▶ _Problem_
Both the line with "문자 트라이그램 추출기" and the line with "글자 수가 L이면 결과" in the records below must appear in the output, along with every line between them, exactly and with nothing added.

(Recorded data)
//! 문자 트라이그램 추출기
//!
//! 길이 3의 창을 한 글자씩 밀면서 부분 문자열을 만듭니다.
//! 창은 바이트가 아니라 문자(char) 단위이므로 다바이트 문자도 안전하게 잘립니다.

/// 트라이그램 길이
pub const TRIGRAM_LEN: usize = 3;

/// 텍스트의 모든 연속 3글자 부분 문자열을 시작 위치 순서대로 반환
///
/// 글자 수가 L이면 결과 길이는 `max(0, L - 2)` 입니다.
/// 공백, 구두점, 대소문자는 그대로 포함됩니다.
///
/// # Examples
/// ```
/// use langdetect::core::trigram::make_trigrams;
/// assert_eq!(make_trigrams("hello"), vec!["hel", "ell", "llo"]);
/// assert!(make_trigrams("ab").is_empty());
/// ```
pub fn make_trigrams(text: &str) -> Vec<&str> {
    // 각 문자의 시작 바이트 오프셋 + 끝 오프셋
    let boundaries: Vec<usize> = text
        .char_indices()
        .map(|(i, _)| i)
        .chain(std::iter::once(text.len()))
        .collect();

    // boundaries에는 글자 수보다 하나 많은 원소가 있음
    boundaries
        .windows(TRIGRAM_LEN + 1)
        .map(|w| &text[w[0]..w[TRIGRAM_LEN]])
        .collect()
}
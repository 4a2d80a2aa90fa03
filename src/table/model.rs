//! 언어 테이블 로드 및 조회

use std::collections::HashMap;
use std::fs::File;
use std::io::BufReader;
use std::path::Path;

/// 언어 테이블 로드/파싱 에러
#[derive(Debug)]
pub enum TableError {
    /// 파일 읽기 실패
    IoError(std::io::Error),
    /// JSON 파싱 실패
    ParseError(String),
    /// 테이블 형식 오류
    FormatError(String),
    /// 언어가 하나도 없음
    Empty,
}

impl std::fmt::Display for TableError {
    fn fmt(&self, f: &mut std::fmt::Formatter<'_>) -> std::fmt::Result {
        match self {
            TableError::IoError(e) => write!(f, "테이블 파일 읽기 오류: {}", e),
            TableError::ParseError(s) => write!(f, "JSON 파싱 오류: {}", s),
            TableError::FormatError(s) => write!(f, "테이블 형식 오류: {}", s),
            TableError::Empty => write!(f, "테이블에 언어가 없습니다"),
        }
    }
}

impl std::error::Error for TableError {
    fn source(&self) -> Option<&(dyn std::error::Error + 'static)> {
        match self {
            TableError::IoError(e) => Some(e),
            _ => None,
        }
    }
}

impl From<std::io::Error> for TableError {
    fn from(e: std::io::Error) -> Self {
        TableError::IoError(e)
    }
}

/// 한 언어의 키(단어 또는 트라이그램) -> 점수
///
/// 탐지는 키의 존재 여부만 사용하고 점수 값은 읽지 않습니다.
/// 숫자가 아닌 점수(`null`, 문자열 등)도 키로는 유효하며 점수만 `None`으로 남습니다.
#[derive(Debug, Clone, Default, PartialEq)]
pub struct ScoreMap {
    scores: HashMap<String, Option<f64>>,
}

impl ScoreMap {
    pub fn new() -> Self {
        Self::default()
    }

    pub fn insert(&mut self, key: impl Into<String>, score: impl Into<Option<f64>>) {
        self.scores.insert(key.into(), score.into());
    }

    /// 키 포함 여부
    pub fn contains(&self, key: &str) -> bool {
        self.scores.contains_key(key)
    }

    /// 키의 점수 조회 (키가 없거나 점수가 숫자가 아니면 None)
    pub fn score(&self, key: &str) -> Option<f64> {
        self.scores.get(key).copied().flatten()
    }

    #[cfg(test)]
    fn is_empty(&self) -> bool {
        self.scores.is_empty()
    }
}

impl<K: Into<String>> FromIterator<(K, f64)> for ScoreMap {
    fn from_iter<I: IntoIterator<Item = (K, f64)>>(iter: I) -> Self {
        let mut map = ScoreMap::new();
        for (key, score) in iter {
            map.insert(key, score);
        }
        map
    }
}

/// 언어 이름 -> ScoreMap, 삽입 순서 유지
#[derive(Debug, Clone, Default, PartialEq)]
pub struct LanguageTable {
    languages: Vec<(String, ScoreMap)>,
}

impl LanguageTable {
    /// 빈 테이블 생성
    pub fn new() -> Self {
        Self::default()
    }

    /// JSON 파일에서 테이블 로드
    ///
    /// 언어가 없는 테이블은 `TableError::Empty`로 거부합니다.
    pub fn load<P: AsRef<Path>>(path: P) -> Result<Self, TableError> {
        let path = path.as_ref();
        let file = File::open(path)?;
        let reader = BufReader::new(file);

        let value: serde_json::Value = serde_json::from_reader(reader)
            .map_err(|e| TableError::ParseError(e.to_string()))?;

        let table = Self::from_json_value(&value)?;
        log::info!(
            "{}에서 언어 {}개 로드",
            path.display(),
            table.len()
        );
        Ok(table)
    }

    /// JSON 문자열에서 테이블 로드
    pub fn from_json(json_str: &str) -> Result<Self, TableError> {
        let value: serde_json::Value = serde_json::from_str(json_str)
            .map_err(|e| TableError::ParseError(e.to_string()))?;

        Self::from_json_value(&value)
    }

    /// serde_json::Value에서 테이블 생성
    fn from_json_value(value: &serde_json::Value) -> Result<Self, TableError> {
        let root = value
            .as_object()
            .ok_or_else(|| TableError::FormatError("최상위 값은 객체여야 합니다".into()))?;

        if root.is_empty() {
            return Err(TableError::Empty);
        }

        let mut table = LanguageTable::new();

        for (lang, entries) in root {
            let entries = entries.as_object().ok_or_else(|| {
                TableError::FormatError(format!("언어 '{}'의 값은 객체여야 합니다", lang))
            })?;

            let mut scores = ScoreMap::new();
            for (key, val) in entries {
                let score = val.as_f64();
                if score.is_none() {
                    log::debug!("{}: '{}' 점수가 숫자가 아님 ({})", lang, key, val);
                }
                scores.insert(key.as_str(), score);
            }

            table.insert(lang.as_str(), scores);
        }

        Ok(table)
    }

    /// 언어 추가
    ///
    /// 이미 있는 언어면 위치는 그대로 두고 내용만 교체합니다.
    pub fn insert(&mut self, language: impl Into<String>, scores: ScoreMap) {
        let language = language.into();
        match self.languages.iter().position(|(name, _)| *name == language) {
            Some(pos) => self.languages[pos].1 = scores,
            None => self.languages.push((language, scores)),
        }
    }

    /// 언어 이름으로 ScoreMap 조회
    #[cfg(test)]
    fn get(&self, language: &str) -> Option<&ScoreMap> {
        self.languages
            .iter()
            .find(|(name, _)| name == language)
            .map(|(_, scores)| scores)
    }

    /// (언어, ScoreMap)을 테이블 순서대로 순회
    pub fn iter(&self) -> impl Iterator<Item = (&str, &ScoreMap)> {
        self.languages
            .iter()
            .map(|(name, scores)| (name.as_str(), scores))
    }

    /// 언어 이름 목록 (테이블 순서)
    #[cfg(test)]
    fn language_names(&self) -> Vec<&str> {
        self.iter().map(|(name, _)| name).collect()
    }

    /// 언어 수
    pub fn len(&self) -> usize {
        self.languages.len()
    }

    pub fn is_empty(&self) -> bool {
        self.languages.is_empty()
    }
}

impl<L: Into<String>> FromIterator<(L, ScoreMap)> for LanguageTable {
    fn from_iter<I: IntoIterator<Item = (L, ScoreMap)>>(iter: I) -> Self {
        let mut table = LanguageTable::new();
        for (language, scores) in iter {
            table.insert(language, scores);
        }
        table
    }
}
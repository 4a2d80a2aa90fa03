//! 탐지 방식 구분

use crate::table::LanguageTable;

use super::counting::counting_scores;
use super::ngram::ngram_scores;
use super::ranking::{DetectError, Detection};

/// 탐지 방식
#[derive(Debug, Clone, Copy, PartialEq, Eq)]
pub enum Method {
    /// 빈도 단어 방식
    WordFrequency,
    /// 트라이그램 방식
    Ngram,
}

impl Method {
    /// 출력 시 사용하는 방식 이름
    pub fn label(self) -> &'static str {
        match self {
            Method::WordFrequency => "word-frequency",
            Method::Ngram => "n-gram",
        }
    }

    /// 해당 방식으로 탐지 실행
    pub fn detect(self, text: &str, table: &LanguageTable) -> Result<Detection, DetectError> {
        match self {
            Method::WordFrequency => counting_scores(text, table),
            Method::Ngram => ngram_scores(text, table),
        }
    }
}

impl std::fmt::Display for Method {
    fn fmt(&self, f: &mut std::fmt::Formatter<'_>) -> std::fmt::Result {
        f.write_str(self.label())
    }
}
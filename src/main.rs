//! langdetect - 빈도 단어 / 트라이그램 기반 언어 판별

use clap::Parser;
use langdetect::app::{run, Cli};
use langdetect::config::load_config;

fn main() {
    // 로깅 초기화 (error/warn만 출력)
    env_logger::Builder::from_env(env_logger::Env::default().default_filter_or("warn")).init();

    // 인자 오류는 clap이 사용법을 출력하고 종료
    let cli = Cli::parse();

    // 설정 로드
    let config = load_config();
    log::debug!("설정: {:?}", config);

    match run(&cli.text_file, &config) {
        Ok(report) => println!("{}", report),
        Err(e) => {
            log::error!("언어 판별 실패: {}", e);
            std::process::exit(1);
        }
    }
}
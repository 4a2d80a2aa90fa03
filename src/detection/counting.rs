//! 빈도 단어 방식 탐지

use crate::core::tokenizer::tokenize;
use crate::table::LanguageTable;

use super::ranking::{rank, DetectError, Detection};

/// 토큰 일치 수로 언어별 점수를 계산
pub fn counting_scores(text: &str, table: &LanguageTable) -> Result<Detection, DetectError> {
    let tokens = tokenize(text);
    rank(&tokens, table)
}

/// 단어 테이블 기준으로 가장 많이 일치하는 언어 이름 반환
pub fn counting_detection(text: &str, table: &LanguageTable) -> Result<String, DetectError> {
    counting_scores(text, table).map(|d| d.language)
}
==
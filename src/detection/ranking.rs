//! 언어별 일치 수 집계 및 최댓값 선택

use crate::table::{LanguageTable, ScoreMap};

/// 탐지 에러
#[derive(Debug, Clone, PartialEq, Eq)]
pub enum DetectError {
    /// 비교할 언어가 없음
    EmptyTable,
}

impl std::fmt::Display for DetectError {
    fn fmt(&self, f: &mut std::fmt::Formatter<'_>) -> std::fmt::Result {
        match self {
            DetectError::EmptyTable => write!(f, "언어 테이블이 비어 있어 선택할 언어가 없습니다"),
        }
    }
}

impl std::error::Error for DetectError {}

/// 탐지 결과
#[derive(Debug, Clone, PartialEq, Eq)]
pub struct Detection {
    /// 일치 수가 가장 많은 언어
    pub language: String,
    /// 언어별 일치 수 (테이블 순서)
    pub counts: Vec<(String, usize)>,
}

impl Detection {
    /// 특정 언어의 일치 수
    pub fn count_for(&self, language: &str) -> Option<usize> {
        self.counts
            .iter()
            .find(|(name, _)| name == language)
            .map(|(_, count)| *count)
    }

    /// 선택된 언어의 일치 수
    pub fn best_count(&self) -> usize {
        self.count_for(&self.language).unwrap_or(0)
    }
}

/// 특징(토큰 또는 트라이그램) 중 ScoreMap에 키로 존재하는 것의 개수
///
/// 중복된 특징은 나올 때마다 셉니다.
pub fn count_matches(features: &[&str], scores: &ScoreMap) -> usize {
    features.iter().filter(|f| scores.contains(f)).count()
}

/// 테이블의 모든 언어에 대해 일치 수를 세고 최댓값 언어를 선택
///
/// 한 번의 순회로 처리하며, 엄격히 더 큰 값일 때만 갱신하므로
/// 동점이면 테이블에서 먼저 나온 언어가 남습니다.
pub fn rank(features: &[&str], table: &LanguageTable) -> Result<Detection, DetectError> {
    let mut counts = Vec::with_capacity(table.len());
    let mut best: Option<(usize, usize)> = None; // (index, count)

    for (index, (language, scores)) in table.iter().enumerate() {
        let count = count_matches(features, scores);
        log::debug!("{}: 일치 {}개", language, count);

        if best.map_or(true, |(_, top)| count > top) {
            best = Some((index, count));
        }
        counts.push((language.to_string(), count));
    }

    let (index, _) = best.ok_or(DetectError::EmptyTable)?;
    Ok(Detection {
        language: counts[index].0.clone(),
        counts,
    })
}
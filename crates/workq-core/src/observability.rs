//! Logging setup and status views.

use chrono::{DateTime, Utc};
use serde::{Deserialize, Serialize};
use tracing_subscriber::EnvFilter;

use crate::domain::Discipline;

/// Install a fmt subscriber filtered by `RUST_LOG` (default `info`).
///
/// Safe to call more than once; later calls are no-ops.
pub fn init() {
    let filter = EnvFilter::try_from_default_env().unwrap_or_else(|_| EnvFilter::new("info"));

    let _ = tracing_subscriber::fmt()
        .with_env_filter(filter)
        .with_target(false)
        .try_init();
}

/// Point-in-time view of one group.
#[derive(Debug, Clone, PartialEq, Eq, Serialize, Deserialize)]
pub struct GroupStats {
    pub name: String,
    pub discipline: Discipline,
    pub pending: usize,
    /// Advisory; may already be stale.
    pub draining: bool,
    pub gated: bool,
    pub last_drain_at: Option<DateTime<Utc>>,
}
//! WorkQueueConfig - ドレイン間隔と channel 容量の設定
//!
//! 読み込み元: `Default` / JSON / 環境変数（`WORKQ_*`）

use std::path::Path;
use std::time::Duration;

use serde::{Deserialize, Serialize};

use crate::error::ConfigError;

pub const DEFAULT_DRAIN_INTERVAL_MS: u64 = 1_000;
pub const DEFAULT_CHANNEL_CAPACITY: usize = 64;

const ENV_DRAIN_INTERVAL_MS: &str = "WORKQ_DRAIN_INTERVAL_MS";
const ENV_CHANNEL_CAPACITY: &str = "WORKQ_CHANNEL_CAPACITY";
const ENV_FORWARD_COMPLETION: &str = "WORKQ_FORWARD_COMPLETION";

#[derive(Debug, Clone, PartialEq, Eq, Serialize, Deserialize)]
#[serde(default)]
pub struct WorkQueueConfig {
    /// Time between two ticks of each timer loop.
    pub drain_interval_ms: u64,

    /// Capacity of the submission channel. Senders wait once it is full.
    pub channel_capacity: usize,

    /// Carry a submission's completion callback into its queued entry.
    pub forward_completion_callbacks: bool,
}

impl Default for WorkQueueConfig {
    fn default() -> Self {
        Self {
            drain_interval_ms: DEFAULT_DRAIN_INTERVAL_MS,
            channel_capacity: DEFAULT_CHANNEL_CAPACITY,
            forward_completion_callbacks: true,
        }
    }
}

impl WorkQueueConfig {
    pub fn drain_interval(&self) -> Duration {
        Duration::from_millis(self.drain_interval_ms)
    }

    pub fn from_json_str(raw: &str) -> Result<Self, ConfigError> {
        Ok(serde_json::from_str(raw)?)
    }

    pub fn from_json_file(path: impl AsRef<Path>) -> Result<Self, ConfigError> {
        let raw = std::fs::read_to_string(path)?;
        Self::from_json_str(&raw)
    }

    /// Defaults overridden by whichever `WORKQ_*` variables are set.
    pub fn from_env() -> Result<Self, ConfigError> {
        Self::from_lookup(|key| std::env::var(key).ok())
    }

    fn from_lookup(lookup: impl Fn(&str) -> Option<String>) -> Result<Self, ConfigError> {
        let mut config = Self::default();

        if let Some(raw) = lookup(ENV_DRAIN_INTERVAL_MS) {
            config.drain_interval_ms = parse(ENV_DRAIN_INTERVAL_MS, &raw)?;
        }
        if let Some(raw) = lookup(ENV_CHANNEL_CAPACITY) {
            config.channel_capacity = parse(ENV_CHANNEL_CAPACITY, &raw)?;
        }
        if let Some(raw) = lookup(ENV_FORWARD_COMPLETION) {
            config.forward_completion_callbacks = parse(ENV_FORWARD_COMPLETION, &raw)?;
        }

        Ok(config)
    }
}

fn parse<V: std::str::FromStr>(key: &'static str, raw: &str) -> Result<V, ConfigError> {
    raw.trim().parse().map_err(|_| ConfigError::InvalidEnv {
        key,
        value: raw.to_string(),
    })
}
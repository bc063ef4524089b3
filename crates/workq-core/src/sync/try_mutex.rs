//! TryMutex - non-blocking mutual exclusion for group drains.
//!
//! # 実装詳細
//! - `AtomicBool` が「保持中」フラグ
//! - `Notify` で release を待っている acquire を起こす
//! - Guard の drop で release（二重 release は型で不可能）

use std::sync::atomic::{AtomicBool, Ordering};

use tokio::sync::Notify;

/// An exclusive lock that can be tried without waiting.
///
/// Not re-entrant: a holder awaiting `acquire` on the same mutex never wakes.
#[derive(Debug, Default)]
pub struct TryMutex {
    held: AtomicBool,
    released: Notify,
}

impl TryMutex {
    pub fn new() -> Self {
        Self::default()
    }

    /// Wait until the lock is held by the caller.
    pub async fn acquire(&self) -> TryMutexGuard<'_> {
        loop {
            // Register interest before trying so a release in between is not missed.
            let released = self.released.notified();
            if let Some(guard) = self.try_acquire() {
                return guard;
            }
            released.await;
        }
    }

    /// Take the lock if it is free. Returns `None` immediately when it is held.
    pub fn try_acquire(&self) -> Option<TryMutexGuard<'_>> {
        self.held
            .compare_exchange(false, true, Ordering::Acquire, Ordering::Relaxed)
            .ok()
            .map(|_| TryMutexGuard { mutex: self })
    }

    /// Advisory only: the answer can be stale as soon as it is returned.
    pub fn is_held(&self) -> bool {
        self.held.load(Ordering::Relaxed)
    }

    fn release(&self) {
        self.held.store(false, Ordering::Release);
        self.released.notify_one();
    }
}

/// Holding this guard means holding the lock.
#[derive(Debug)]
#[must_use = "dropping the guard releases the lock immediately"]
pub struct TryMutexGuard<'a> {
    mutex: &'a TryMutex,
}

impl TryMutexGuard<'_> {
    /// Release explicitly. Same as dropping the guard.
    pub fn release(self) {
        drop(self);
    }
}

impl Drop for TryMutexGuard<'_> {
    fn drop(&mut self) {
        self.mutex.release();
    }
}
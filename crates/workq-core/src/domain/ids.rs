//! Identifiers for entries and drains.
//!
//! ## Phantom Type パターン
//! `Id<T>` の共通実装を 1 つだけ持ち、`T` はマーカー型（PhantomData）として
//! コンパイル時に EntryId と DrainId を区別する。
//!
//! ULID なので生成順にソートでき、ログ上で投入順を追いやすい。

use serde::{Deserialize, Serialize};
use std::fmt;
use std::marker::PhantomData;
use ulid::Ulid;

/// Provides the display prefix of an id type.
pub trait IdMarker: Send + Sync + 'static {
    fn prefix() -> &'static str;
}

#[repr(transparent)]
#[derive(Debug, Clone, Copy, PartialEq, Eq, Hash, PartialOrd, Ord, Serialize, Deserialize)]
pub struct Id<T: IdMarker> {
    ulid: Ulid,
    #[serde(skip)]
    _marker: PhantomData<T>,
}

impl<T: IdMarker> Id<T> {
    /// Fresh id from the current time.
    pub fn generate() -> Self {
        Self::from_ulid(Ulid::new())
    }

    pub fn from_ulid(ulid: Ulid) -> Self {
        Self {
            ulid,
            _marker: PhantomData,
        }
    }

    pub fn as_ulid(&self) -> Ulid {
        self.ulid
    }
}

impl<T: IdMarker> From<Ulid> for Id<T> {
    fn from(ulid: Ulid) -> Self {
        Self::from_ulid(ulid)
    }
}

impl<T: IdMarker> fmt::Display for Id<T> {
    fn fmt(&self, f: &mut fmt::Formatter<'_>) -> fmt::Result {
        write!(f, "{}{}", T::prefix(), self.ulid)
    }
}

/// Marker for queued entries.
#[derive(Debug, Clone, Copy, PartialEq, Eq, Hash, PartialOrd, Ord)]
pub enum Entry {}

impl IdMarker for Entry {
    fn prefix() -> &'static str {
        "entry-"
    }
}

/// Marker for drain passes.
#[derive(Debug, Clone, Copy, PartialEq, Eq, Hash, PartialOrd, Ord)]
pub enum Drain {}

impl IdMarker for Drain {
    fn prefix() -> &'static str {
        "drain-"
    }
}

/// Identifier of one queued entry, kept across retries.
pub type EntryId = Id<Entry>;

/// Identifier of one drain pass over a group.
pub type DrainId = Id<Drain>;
--
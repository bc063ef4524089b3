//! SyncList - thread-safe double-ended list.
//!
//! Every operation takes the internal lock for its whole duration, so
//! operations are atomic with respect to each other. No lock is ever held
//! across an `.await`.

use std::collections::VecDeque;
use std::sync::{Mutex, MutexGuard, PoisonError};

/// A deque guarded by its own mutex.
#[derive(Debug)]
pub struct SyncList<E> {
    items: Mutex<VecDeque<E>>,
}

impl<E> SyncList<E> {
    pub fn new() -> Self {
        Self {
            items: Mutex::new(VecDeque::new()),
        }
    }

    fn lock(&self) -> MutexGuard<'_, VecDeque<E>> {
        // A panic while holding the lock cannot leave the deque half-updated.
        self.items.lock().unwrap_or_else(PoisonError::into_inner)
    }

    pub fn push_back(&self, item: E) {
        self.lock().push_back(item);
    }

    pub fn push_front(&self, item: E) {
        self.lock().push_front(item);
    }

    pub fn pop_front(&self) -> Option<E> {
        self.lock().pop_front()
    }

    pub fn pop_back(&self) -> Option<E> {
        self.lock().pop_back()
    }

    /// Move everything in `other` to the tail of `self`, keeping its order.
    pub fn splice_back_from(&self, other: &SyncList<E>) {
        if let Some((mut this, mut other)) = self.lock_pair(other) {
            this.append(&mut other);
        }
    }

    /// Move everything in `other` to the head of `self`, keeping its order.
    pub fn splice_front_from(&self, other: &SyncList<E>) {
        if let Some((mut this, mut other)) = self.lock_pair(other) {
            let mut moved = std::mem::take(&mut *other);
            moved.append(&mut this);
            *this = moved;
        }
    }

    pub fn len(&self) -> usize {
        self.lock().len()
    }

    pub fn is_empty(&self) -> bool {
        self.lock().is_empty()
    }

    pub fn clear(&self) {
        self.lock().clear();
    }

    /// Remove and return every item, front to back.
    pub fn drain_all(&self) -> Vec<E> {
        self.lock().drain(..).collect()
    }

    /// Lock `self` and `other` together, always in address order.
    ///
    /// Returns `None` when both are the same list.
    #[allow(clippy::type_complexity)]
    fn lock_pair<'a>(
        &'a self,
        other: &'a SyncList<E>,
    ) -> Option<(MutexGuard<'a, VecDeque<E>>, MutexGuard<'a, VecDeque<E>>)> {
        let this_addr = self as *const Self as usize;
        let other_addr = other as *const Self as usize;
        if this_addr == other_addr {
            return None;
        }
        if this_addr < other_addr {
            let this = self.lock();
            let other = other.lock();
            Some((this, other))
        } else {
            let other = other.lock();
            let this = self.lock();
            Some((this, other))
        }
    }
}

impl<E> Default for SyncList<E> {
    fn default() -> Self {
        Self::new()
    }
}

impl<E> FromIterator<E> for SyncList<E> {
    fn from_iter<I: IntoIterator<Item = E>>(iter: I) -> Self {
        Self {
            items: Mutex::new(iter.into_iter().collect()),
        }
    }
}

▶ _Answer for this exercise_
//! 문자 트라이그램 추출기
//!
//! 길이 3의 창을 한 글자씩 밀면서 부분 문자열을 만듭니다.
//! 창은 바이트가 아니라 문자(char) 단위이므로 다바이트 문자도 안전하게 잘립니다.

/// 트라이그램 길이
pub const TRIGRAM_LEN: usize = 3;

/// 텍스트의 모든 연속 3글자 부분 문자열을 시작 위치 순서대로 반환
///
/// 글자 수가 L이면 결과 길이는 `max(0, L - 2)` 입니다.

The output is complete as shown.